Your assignment |
Please transcribe exactly, and only, the lines of the data below between the line holding "Compiled source, relative" and the line holding "for entry in &self.entries", inclusive.

(Records from a data source)

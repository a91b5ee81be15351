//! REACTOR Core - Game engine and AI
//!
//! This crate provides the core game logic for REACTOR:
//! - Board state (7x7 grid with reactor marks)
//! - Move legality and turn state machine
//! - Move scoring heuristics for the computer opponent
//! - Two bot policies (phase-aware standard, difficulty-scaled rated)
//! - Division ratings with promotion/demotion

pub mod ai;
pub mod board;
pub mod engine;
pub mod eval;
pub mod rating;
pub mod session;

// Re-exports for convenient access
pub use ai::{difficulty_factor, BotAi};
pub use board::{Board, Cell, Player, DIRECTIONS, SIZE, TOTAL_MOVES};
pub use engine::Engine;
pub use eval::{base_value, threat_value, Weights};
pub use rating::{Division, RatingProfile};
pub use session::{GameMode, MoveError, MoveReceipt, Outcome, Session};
--
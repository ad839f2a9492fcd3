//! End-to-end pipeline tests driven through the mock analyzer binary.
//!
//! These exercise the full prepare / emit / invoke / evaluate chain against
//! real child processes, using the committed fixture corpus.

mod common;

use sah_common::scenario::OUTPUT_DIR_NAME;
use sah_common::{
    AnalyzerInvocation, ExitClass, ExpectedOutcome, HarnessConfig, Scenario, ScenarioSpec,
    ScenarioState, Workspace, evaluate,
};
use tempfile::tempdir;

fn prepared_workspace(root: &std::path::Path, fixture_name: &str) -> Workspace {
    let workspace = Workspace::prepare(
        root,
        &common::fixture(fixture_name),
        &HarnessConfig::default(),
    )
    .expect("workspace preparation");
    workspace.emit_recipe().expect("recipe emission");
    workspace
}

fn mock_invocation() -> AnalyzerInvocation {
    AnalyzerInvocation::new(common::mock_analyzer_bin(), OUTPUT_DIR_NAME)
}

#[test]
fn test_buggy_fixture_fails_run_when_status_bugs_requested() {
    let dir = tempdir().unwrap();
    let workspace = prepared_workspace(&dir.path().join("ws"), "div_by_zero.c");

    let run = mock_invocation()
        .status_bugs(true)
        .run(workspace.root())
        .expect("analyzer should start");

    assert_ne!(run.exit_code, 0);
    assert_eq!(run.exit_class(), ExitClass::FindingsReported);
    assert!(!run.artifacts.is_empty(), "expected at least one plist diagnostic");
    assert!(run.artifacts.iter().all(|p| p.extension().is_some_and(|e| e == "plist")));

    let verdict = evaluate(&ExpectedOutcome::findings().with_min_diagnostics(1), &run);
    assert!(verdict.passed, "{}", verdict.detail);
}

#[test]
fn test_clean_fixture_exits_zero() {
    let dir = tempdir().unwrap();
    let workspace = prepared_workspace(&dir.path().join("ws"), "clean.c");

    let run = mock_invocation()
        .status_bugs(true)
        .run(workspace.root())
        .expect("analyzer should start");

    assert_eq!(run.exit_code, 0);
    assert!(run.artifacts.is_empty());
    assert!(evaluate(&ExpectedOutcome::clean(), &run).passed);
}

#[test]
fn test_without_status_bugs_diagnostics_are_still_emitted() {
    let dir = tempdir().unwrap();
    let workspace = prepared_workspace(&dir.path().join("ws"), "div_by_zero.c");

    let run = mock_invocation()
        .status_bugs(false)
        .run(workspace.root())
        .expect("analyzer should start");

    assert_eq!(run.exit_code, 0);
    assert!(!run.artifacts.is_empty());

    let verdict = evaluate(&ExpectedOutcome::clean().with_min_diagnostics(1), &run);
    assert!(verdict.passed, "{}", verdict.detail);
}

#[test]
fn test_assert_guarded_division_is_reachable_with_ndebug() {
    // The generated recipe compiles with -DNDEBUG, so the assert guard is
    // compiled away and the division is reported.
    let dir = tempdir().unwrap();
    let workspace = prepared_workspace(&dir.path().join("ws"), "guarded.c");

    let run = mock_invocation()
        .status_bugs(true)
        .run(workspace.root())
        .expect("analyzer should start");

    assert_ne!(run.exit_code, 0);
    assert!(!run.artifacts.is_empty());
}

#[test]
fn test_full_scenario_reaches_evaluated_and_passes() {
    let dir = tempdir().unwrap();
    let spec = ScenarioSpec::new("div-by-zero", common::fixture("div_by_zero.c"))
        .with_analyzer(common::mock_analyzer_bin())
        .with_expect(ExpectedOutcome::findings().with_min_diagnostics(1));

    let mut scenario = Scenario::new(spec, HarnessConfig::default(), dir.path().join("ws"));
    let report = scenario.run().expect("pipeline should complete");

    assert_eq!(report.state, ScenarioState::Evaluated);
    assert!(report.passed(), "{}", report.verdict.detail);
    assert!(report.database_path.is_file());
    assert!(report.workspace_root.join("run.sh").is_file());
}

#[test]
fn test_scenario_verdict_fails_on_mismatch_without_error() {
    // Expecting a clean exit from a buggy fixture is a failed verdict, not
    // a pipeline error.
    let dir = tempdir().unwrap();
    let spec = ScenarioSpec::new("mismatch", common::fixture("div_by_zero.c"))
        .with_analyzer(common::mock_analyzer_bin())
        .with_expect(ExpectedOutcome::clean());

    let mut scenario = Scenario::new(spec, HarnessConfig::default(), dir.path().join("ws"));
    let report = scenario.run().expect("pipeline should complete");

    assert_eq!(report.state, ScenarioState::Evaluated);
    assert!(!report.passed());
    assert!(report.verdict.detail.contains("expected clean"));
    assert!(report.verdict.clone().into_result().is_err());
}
...
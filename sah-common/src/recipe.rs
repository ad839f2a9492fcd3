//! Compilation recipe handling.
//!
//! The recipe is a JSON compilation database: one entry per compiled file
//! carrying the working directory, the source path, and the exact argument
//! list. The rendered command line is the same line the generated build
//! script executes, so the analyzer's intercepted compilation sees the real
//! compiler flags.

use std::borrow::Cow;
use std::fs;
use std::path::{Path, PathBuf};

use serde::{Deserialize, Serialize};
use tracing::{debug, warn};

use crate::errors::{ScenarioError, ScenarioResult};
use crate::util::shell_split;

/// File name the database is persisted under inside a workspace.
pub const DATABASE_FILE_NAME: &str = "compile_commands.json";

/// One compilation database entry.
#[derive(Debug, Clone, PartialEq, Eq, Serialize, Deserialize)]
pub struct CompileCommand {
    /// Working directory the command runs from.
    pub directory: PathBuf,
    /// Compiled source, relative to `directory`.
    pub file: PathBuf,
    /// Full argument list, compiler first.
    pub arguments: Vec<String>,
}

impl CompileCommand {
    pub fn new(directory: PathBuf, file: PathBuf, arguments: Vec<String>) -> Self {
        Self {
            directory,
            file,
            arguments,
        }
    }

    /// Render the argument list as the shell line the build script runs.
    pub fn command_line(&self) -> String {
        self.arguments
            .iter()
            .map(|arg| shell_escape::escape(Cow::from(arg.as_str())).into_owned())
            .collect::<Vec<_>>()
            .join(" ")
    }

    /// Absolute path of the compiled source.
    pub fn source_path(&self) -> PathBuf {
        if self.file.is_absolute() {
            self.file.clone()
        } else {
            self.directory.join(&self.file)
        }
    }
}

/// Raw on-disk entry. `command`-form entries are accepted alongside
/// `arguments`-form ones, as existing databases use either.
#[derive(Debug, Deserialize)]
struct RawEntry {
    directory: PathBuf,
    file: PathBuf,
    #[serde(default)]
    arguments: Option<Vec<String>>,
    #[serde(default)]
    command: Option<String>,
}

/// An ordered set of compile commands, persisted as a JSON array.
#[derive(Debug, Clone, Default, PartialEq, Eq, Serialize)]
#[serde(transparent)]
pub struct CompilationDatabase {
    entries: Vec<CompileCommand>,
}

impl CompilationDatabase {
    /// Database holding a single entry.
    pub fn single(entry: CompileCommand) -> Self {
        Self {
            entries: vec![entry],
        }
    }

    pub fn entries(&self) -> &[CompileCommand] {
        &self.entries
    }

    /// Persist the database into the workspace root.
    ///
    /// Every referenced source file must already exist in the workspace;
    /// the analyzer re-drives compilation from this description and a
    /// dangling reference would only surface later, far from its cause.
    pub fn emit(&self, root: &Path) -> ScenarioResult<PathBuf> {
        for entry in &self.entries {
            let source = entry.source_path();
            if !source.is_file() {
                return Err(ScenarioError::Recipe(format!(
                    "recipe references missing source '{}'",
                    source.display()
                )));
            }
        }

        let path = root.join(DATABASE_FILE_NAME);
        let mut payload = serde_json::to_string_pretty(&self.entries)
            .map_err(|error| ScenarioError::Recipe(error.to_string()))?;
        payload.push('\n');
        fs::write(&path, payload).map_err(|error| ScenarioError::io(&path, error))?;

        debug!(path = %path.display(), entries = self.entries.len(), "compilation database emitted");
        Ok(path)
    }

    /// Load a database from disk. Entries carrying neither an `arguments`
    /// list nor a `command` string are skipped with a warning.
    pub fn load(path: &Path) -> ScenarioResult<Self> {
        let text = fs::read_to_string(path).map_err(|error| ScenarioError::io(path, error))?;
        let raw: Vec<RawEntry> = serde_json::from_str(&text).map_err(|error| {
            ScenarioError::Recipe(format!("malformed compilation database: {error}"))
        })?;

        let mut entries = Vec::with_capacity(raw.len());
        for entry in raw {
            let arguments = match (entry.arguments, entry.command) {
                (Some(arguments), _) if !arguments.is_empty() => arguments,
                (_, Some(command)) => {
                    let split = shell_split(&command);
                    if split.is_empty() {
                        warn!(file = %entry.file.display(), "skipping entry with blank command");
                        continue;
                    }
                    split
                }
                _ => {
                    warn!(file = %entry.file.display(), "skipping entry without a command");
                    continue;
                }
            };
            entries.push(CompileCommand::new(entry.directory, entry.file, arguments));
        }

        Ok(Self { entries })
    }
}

Result |
    /// Compiled source, relative to `directory`.
    pub file: PathBuf,
    /// Full argument list, compiler first.
    pub arguments: Vec<String>,
}

impl CompileCommand {
    pub fn new(directory: PathBuf, file: PathBuf, arguments: Vec<String>) -> Self {
        Self {
            directory,
            file,
            arguments,
        }
    }

    /// Render the argument list as the shell line the build script runs.
    pub fn command_line(&self) -> String {
        self.arguments
            .iter()
            .map(|arg| shell_escape::escape(Cow::from(arg.as_str())).into_owned())
            .collect::<Vec<_>>()
            .join(" ")
    }

    /// Absolute path of the compiled source.
    pub fn source_path(&self) -> PathBuf {
        if self.file.is_absolute() {
            self.file.clone()
        } else {
            self.directory.join(&self.file)
        }
    }
}

/// Raw on-disk entry. `command`-form entries are accepted alongside
/// `arguments`-form ones, as existing databases use either.
#[derive(Debug, Deserialize)]
struct RawEntry {
    directory: PathBuf,
    file: PathBuf,
    #[serde(default)]
    arguments: Option<Vec<String>>,
    #[serde(default)]
    command: Option<String>,
}

/// An ordered set of compile commands, persisted as a JSON array.
#[derive(Debug, Clone, Default, PartialEq, Eq, Serialize)]
#[serde(transparent)]
pub struct CompilationDatabase {
    entries: Vec<CompileCommand>,
}

impl CompilationDatabase {
    /// Database holding a single entry.
    pub fn single(entry: CompileCommand) -> Self {
        Self {
            entries: vec![entry],
        }
    }

    pub fn entries(&self) -> &[CompileCommand] {
        &self.entries
    }

    /// Persist the database into the workspace root.
    ///
    /// Every referenced source file must already exist in the workspace;
    /// the analyzer re-drives compilation from this description and a
    /// dangling reference would only surface later, far from its cause.
    pub fn emit(&self, root: &Path) -> ScenarioResult<PathBuf> {
        for entry in &self.entries {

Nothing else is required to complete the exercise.